Başlangıçta bu talepler temenniler den ibaretti, fakat bu istekler Marks'ın tasavvur ettiğinden ve beklentilerinden fazlasıyla tahakkuk etti... ve kapitalist Batı dünyasının insanı bütün sosyal güvencelerden bugün fazlasıyla -lüks içinde- istifade etmektedir. Güvence + Lüks yaşam... Marksizm'in 20. yüzyıl dönemini böyle görüyoruz. Zira Marks'ın 19. yüzyıldaki talepleri, kendilerine yüklenilen rol gereği komünist ülkelerde gerçekleşmesi gerekirken, daha ziyade kapitalist ülkelerde tahakkuk etti.

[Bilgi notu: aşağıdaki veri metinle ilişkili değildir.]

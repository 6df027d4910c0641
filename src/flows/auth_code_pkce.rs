//! Authorization Code + PKCE against a local HTTPS callback listener.
//!
//! [`Authenticator::authorize`] generates a PKCE pair, binds the [`CallbackListener`], shows
//! the authorize URL through an [`AuthorizationPrompt`], and waits for the redirect. The
//! captured code is exchanged at the token endpoint and the resulting record replaces the
//! stored one. An interrupted wait fails with [`Error::Interrupted`]; retrying starts over with
//! a new verifier.

mod listener;
mod session;

pub use listener::*;
pub use session::*;

// self
use crate::{
	_prelude::*,
	auth::CredentialRecord,
	flows::Authenticator,
	obs::{self, FlowKind},
};

/// Presents the authorize URL to the user.
pub trait AuthorizationPrompt
where
	Self: Send + Sync,
{
	/// Shows `authorize_url`; called once the callback listener is bound. Failures must not
	/// abort the flow, since the user can still open the URL by hand.
	fn present(&self, authorize_url: &Url);
}

/// Opens the authorize URL in the default browser.
#[derive(Clone, Copy, Debug, Default)]
pub struct SystemBrowser;
impl AuthorizationPrompt for SystemBrowser {
	fn present(&self, authorize_url: &Url) {
		match webbrowser::open(authorize_url.as_str()) {
			Ok(()) => tracing::info!("Opened the authorization page in the default browser."),
			Err(e) => tracing::warn!(
				error = %e,
				url = %authorize_url,
				"Failed to open a browser; open the authorization URL manually."
			),
		}
	}
}

/// Source of the cancellation that ends a callback wait.
pub trait InterruptSignal
where
	Self: Send + Sync,
{
	/// Future resolving when the wait should be abandoned.
	fn interrupted(&self) -> InterruptFuture;
}

/// Cancels on Ctrl-C.
#[derive(Clone, Copy, Debug, Default)]
pub struct CtrlC;
impl InterruptSignal for CtrlC {
	fn interrupted(&self) -> InterruptFuture {
		Box::pin(async {
			// Without a signal handler the wait can only end with a code.
			if tokio::signal::ctrl_c().await.is_err() {
				std::future::pending::<()>().await;
			}
		})
	}
}

/// Drives `work` until it finishes or `signal` fires, failing with [`Error::Cancelled`] in the
/// latter case.
///
/// `work` is polled first, so a flow that listens to the same signal still reports its own
/// error.
pub async fn until_interrupted<F, T, E>(signal: &dyn InterruptSignal, work: F) -> Result<T, E>
where
	F: Future<Output = Result<T, E>>,
	E: From<Error>,
{
	tokio::select! {
		biased;
		outcome = work => outcome,
		_ = signal.interrupted() => Err(Error::Cancelled.into()),
	}
}

impl Authenticator {
	/// Runs the full PKCE authorization regardless of any stored credential.
	pub async fn authorize(&self) -> Result<CredentialRecord> {
		let _serialized = self.flow_guard.lock().await;

		self.run_authorization().await
	}

	pub(crate) async fn run_authorization(&self) -> Result<CredentialRecord> {
		obs::observe(FlowKind::AuthorizationCode, "authorize", async move {
			let facade = self.facade()?;
			let session = AuthorizationSession::new(
				&self.descriptor,
				&self.credentials.client_id,
				self.scope.clone(),
			);
			let listener = CallbackListener::bind(&self.callback).await?;

			tracing::info!(url = %session.authorize_url, "Waiting for the authorization callback.");

			self.rate_limiter
				.run(async {
					self.prompt.present(&session.authorize_url);

					Ok(())
				})
				.await?;

			let code = listener.wait_for_code(self.interrupt.interrupted()).await?;
			let record = self
				.rate_limiter
				.run(facade.exchange_authorization_code(
					self.clock.as_ref(),
					&code,
					session.verifier(),
				))
				.await?;

			record.save(self.store.as_ref()).await?;

			tracing::info!(expires_at = %record.expires_at, "Authorization completed.");

			Ok(record)
		})
		.await
	}
}

#[cfg(test)]
mod tests {
	// self
	use super::*;

	struct Fired;
	impl InterruptSignal for Fired {
		fn interrupted(&self) -> InterruptFuture {
			Box::pin(async {})
		}
	}

	#[tokio::test]
	async fn interrupt_cancels_pending_work() {
		let err = until_interrupted(&Fired, std::future::pending::<Result<()>>())
			.await
			.expect_err("Pending work should be cancelled.");

		assert!(matches!(err, Error::Cancelled));
	}

	#[tokio::test]
	async fn finished_work_wins_over_a_simultaneous_interrupt() {
		let value = until_interrupted(&Fired, async { Ok::<_, Error>(7) })
			.await
			.expect("Ready work should complete.");

		assert_eq!(value, 7);

		let err = until_interrupted(&Fired, async { Err::<(), _>(Error::Interrupted) })
			.await
			.expect_err("The work's own error should surface.");

		assert!(matches!(err, Error::Interrupted));
	}
}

Böylece Marksizm'in 19. yüzyılda maruz kaldığı problemlerin ağırlığı büyük ölçüde giderilmiş oldu.
Çelişki Yok
Marksizm'in, geçtiğimiz yüzyılın ortalarındaki problemlerinin kapitalist ülkelerde çözümlenmesi, marksistlerde bir öfke, haset ve fırtına koparmaktadır. Bu konuda bir tecrübeleri olmayan Marksist olmayanlara göre bu bir çelişkidir; ama bize göre bir çelişki söz konusu değildir. Ne var ki bu meseleyi açıklarken bazı ıstılahları tanımlamamız gerekiyor ve öncelikle de medeniyet kavramını ele alıyoruz.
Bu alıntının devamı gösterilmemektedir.